Using the {spatstats} package, we first need to create a ppp object which represents a point pattern. This is the primary object type in spatstat for point patterns.

library(spatstat)

### Create rectangular window around the points
window_rand <- bounding.box.xy(rand$x, rand$y)

# create the point pattern object
ppp_rand <- ppp(rand$x, rand$y, window_rand)
plot(ppp_rand)

Using the quadratcount function, we can divide the study region into a grid and count the number of points in each cell:

## Quadrat count 8 x 8
qq <- quadratcount(ppp_rand,8,8, keepempty = TRUE) 

# plot the quadrat count
plot(qq)

To determine whether the observed distribution of points is consistent with a random Poisson process, we can use thequadrat.test function:

# Quadrat test
qt <- quadrat.test(qq, alternative="clustered", method="M")
qt


    Conditional Monte Carlo test of CSR using quadrat counts
    Test statistic: Pearson X2 statistic

data:  
X2 = 47.04, p-value = 0.9375
alternative hypothesis: clustered

Quadrats: 8 by 8 grid of tiles

The result will give a Chi-squared statistic and a p-value. If the p-value is very low, then the pattern is likely not random. Keep in mind that the choice of the number and size of quadrats can affect the results. It’s often helpful to try a few different configurations to ensure robust conclusions.

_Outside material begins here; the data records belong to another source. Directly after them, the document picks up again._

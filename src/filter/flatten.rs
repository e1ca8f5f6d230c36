//! Hierarchy flattening

use std::io;

use crate::model::{Kind, NodeId, Outline};
use crate::traverse::{Mode, Visitor};

/// Collapses organizational nesting into a flat root sequence.
///
/// In project mode the pass collects every project into a side sequence,
/// recording the folder path it came from, and hoists nested sub-tasks so
/// each project ends up with a single flat task list (the hoisted task keeps
/// its former parent chain as a display path). In context mode it collects
/// every context with its context path; task membership is untouched.
///
/// The walked folder structure itself is not modified — the caller must
/// adopt [`FlattenPass::into_roots`] as the new root sequence instead of the
/// original roots. Re-traversing the flat sequence produces no folder hooks.
#[derive(Default)]
pub struct FlattenPass {
    mode: Mode,
    items: Vec<NodeId>,
}

impl FlattenPass {
    pub fn new() -> Self {
        Self::default()
    }

    /// The flat sequence to use as the new roots.
    pub fn into_roots(self) -> Vec<NodeId> {
        self.items
    }
}

impl Visitor for FlattenPass {
    fn set_mode(&mut self, mode: Mode) {
        self.mode = mode;
    }

    fn begin_project(&mut self, outline: &mut Outline, id: NodeId) -> io::Result<()> {
        outline[id].path = outline.ancestor_path(id, Kind::Folder);
        self.items.push(id);
        Ok(())
    }

    fn begin_context(&mut self, outline: &mut Outline, id: NodeId) -> io::Result<()> {
        outline[id].path = outline.ancestor_path(id, Kind::Context);
        self.items.push(id);
        Ok(())
    }

    fn end_task(&mut self, outline: &mut Outline, id: NodeId) -> io::Result<()> {
        // Hoisting only applies to the organizational walk; a categorical
        // walk never recurses into sub-tasks in the first place.
        if self.mode != Mode::Project || outline[id].children.is_empty() {
            return Ok(());
        }
        let Some(parent) = outline[id].parent else {
            return Ok(());
        };
        let children = std::mem::take(&mut outline[id].children);
        let chain = outline[id].name.clone();
        for child in children {
            outline[child].parent = Some(parent);
            outline[child].path = Some(match outline[child].path.take() {
                Some(path) => format!("{chain} : {path}"),
                None => chain.clone(),
            });
            outline[parent].children.push(child);
        }
        Ok(())
    }
}
//! JSON database loader
//!
//! Builds the two forests from an exported task database: an organizational
//! forest of folders, projects, and (nested) tasks, and a categorical forest
//! of contexts listing the same task instances. All cross-references — each
//! task's context and each project's folder — are resolved here, before any
//! traversal runs.
//!
//! Tasks and projects may carry note text. Note lines of the form
//! `@due 2013-04-15`, `@start ...`, or `@done ...` override the matching
//! date field; malformed directive lines are logged and skipped, never
//! fatal.

use std::collections::HashMap;
use std::fs;
use std::path::Path;

use anyhow::{Context as _, Result};
use chrono::NaiveDate;
use log::warn;
use serde::Deserialize;

use crate::model::{NodeId, Outline, Payload, ProjectInfo, TaskInfo};

/// Name of the context fabricated for tasks without a resolvable one.
pub const NO_CONTEXT: &str = "No Context";

#[derive(Debug, Deserialize)]
struct Database {
    #[serde(default)]
    contexts: Vec<ContextDoc>,
    #[serde(default)]
    folders: Vec<FolderDoc>,
    #[serde(default)]
    projects: Vec<ProjectDoc>,
}

#[derive(Debug, Deserialize)]
struct ContextDoc {
    name: String,
    #[serde(default)]
    contexts: Vec<ContextDoc>,
}

#[derive(Debug, Deserialize)]
struct FolderDoc {
    name: String,
    #[serde(default)]
    folders: Vec<FolderDoc>,
    #[serde(default)]
    projects: Vec<ProjectDoc>,
}

#[derive(Debug, Deserialize)]
struct ProjectDoc {
    name: String,
    #[serde(default)]
    flagged: bool,
    completed: Option<NaiveDate>,
    note: Option<String>,
    #[serde(default)]
    tasks: Vec<TaskDoc>,
}

#[derive(Debug, Deserialize)]
struct TaskDoc {
    name: String,
    #[serde(default)]
    flagged: bool,
    context: Option<String>,
    completed: Option<NaiveDate>,
    start: Option<NaiveDate>,
    due: Option<NaiveDate>,
    note: Option<String>,
    #[serde(default)]
    tasks: Vec<TaskDoc>,
}

/// Load an outline from a JSON database file.
pub fn load(path: &Path) -> Result<Outline> {
    let text = fs::read_to_string(path)
        .with_context(|| format!("reading database '{}'", path.display()))?;
    parse(&text).with_context(|| format!("parsing database '{}'", path.display()))
}

/// Parse an outline from JSON text.
pub fn parse(text: &str) -> Result<Outline> {
    let doc: Database = serde_json::from_str(text)?;
    Ok(Builder::default().build(doc))
}

#[derive(Default)]
struct Builder {
    outline: Outline,
    contexts_by_name: HashMap<String, NodeId>,
    no_context: Option<NodeId>,
}

impl Builder {
    fn build(mut self, doc: Database) -> Outline {
        // Contexts first, so task references resolve in one pass.
        for context in doc.contexts {
            self.add_context(context, None);
        }
        for folder in doc.folders {
            self.add_folder(folder, None);
        }
        for project in doc.projects {
            self.add_project(project, None);
        }
        self.outline
    }

    fn add_context(&mut self, doc: ContextDoc, parent: Option<NodeId>) {
        let id = self.outline.add_context(&doc.name);
        let name = self.outline[id].name.clone();
        if self.contexts_by_name.insert(name.clone(), id).is_some() {
            warn!("duplicate context name '{name}', later tasks resolve to the last one");
        }
        match parent {
            Some(parent) => self.outline.attach(parent, id),
            None => self.outline.context_roots.push(id),
        }
        for child in doc.contexts {
            self.add_context(child, Some(id));
        }
    }

    fn add_folder(&mut self, doc: FolderDoc, parent: Option<NodeId>) {
        let id = self.outline.add_folder(&doc.name);
        match parent {
            Some(parent) => self.outline.attach(parent, id),
            None => self.outline.project_roots.push(id),
        }
        for child in doc.folders {
            self.add_folder(child, Some(id));
        }
        for project in doc.projects {
            self.add_project(project, Some(id));
        }
    }

    fn add_project(&mut self, doc: ProjectDoc, folder: Option<NodeId>) {
        let id = self.outline.add_project(
            &doc.name,
            ProjectInfo {
                flagged: doc.flagged,
                date_completed: doc.completed,
            },
        );
        match folder {
            Some(folder) => self.outline.attach(folder, id),
            None => self.outline.project_roots.push(id),
        }
        self.outline[id].note = doc.note;
        self.apply_note_directives(id);
        for task in doc.tasks {
            self.add_task(task, id);
        }
    }

    fn add_task(&mut self, doc: TaskDoc, parent: NodeId) {
        let id = self.outline.add_task(
            &doc.name,
            TaskInfo {
                flagged: doc.flagged,
                date_completed: doc.completed,
                date_to_start: doc.start,
                date_due: doc.due,
            },
        );
        self.outline.attach(parent, id);
        self.outline[id].note = doc.note;
        self.apply_note_directives(id);

        let task_name = self.outline[id].name.clone();
        let context = self.resolve_context(doc.context.as_deref(), &task_name);
        self.outline.attach(context, id);

        for sub in doc.tasks {
            self.add_task(sub, id);
        }
    }

    fn resolve_context(&mut self, name: Option<&str>, task_name: &str) -> NodeId {
        match name {
            Some(name) => match self.contexts_by_name.get(name) {
                Some(&id) => id,
                None => {
                    warn!("task '{task_name}' references unknown context '{name}'");
                    self.fabricated_context()
                }
            },
            None => self.fabricated_context(),
        }
    }

    /// Lazily create the catch-all context and make it a root of the
    /// categorical forest.
    fn fabricated_context(&mut self) -> NodeId {
        if let Some(id) = self.no_context {
            return id;
        }
        let id = self.outline.add_context(NO_CONTEXT);
        self.outline.context_roots.push(id);
        self.no_context = Some(id);
        id
    }

    fn apply_note_directives(&mut self, id: NodeId) {
        let Some(note) = self.outline[id].note.clone() else {
            return;
        };
        let name = self.outline[id].name.clone();
        for line in note.lines() {
            let line = line.trim();
            let Some(directive) = line.strip_prefix('@') else {
                continue;
            };
            let (key, value) = match directive.split_once(char::is_whitespace) {
                Some((key, value)) => (key, value.trim()),
                None => {
                    warn!("'{name}': ignoring malformed note directive '{line}'");
                    continue;
                }
            };
            let date: NaiveDate = match value.parse() {
                Ok(date) => date,
                Err(_) => {
                    warn!("'{name}': ignoring note directive '{line}': bad date '{value}'");
                    continue;
                }
            };
            match (&mut self.outline[id].payload, key) {
                (Payload::Task { info, .. }, "due") => info.date_due = Some(date),
                (Payload::Task { info, .. }, "start") => info.date_to_start = Some(date),
                (Payload::Task { info, .. }, "done") => info.date_completed = Some(date),
                (Payload::Project { info, .. }, "done") => info.date_completed = Some(date),
                _ => {
                    warn!("'{name}': ignoring unsupported note directive '{line}'");
                }
            }
        }
    }
}
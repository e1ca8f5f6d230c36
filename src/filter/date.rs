//! Date filtering
//!
//! Dates are filtered the way the CLI surface has always worked: the chosen
//! date field is rendered as `YYYY-MM-DD` (empty when unset) and a regex is
//! matched against that text. `2013-04` matches a whole month, `^$` matches
//! items without the date, and so on.

use std::io;

use regex::Regex;

use crate::model::{NodeId, Outline};
use crate::traverse::Visitor;

use super::{Polarity, Scope};

const DATE_FORMAT: &str = "%Y-%m-%d";

/// Which date attribute a [`DateFilter`] inspects.
///
/// `Start` and `Due` exist on tasks only; constructing a project-scoped
/// filter over them is a contract violation at the call site.
#[derive(Debug, Clone, Copy, PartialEq, Eq)]
pub enum DateField {
    Completed,
    Start,
    Due,
}

/// Unmarks tasks or projects whose rendered date fails the predicate.
pub struct DateFilter {
    field: DateField,
    pattern: Regex,
    scope: Scope,
    polarity: Polarity,
}

impl DateFilter {
    pub fn new(
        field: DateField,
        pattern: &str,
        scope: Scope,
        polarity: Polarity,
    ) -> Result<Self, regex::Error> {
        debug_assert!(
            matches!(scope, Scope::Task) || field == DateField::Completed,
            "projects only define a completion date"
        );
        Ok(Self {
            field,
            pattern: Regex::new(pattern)?,
            scope,
            polarity,
        })
    }

    fn apply(&self, outline: &mut Outline, id: NodeId) {
        if !self.scope.covers(outline[id].kind()) {
            return;
        }
        let date = match self.field {
            DateField::Completed => outline[id].date_completed(),
            DateField::Start => outline[id].date_to_start(),
            DateField::Due => outline[id].date_due(),
        };
        let rendered = date
            .map(|d| d.format(DATE_FORMAT).to_string())
            .unwrap_or_default();
        let hit = self.pattern.is_match(&rendered);
        let keep = match self.polarity {
            Polarity::Include => hit,
            Polarity::Exclude => !hit,
        };
        if !keep {
            outline[id].marked = false;
        }
    }
}

impl Visitor for DateFilter {
    fn begin_project(&mut self, outline: &mut Outline, id: NodeId) -> io::Result<()> {
        self.apply(outline, id);
        Ok(())
    }

    fn begin_task(&mut self, outline: &mut Outline, id: NodeId) -> io::Result<()> {
        self.apply(outline, id);
        Ok(())
    }
}

#[cfg(test)]
mod tests {
    use super::*;
    use crate::model::{ProjectInfo, TaskInfo};
    use crate::traverse::{Mode, traverse_list};
    use chrono::NaiveDate;

    fn date(s: &str) -> NaiveDate {
        s.parse().unwrap()
    }

    #[test]
    fn test_include_due_month() {
        let mut outline = Outline::new();
        let project = outline.add_project("P", ProjectInfo::default());
        let soon = outline.add_task(
            "soon",
            TaskInfo {
                date_due: Some(date("2013-04-15")),
                ..Default::default()
            },
        );
        let later = outline.add_task(
            "later",
            TaskInfo {
                date_due: Some(date("2013-07-01")),
                ..Default::default()
            },
        );
        let never = outline.add_task("never", TaskInfo::default());
        for t in [soon, later, never] {
            outline.attach(project, t);
        }
        let roots = vec![project];

        let mut filter =
            DateFilter::new(DateField::Due, "2013-04", Scope::Task, Polarity::Include).unwrap();
        traverse_list(&mut filter, &mut outline, &roots, false, Mode::Project).unwrap();

        assert!(outline[soon].marked);
        assert!(!outline[later].marked);
        assert!(!outline[never].marked);
    }

    #[test]
    fn test_missing_date_renders_empty() {
        let mut outline = Outline::new();
        let project = outline.add_project("P", ProjectInfo::default());
        let open = outline.add_task("open", TaskInfo::default());
        let done = outline.add_task(
            "done",
            TaskInfo {
                date_completed: Some(date("2013-01-01")),
                ..Default::default()
            },
        );
        outline.attach(project, open);
        outline.attach(project, done);
        let roots = vec![project];

        // `^$` keeps only items that were never completed.
        let mut filter =
            DateFilter::new(DateField::Completed, "^$", Scope::Task, Polarity::Include).unwrap();
        traverse_list(&mut filter, &mut outline, &roots, false, Mode::Project).unwrap();

        assert!(outline[open].marked);
        assert!(!outline[done].marked);
    }

    #[test]
    fn test_project_completion_exclude() {
        let mut outline = Outline::new();
        let shipped = outline.add_project(
            "shipped",
            ProjectInfo {
                date_completed: Some(date("2013-03-03")),
                ..Default::default()
            },
        );
        let active = outline.add_project("active", ProjectInfo::default());
        let roots = vec![shipped, active];

        let mut filter = DateFilter::new(
            DateField::Completed,
            "2013",
            Scope::Project,
            Polarity::Exclude,
        )
        .unwrap();
        traverse_list(&mut filter, &mut outline, &roots, false, Mode::Project).unwrap();

        assert!(!outline[shipped].marked);
        assert!(outline[active].marked);
    }
}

Lets repeat this procedure for the situation of aggregated data.

### Create a rectangular window around the points 
window_aggr <- bounding.box.xy(aggr$x, aggr$y)

# create the point pattern object
ppp_aggr <- ppp(aggr$x, aggr$y, window_aggr)
plot(ppp_aggr)

## Quadrat count 8 x 8
qq_aggr <- quadratcount(ppp_aggr,8,8, keepempty=TRUE) 

# plot the quadrat count
plot(qq_aggr)

# Quadrat test
qt_aggr <- quadrat.test(qq_aggr, alternative="clustered", method="M")
qt_aggr


    Conditional Monte Carlo test of CSR using quadrat counts
    Test statistic: Pearson X2 statistic

data:  
X2 = 244.92, p-value = 5e-04
alternative hypothesis: clustered

Quadrats: 8 by 8 grid of tiles

16.1.2.2 Spatial KS test

The Spatial Kolmogorov-Smirnov (KS) Test is a method to assess the goodness-of-fit of a given point pattern to the assumptions of Complete Spatial Randomness (CSR) Baddeley et al. (2005). Essentially, this means that it helps in determining whether a set of spatial points is distributed randomly or if there is some underlying pattern or interaction.

However, unlike other goodness-of-fit tests in the spatial context, the Spatial KS Test leverages the values of a spatial covariate at the observed data points and contrasts them against the expected distribution of the same covariate under the assumption of CSR. The idea behind this test is to check if there’s any difference between the observed distribution of a spatial covariate’s values and the expected distribution if the points were distributed in a completely spatial random fashion.

Key points of the test are:

Covariate: For this test, a spatial covariate must be chosen. This is a spatially varying feature or value that might influence the point process. Examples include elevation, soil quality, or distance from a specific feature. The distribution of this covariate’s values at the observed data points is the crux of the test.
Comparison with CSR: The observed distribution of the spatial covariate’s values at the data points is juxtaposed with what would be expected under the CSR model. The CSR model posits that points are distributed purely by chance, without any underlying structure or influence.
Methodology: The test employs a classical goodness-of-fit approach to contrast the observed and expected distributions. Specifically, it utilizes the Kolmogorov-Smirnov statistic, a non-parametric measure to gauge the similarity between two distributions.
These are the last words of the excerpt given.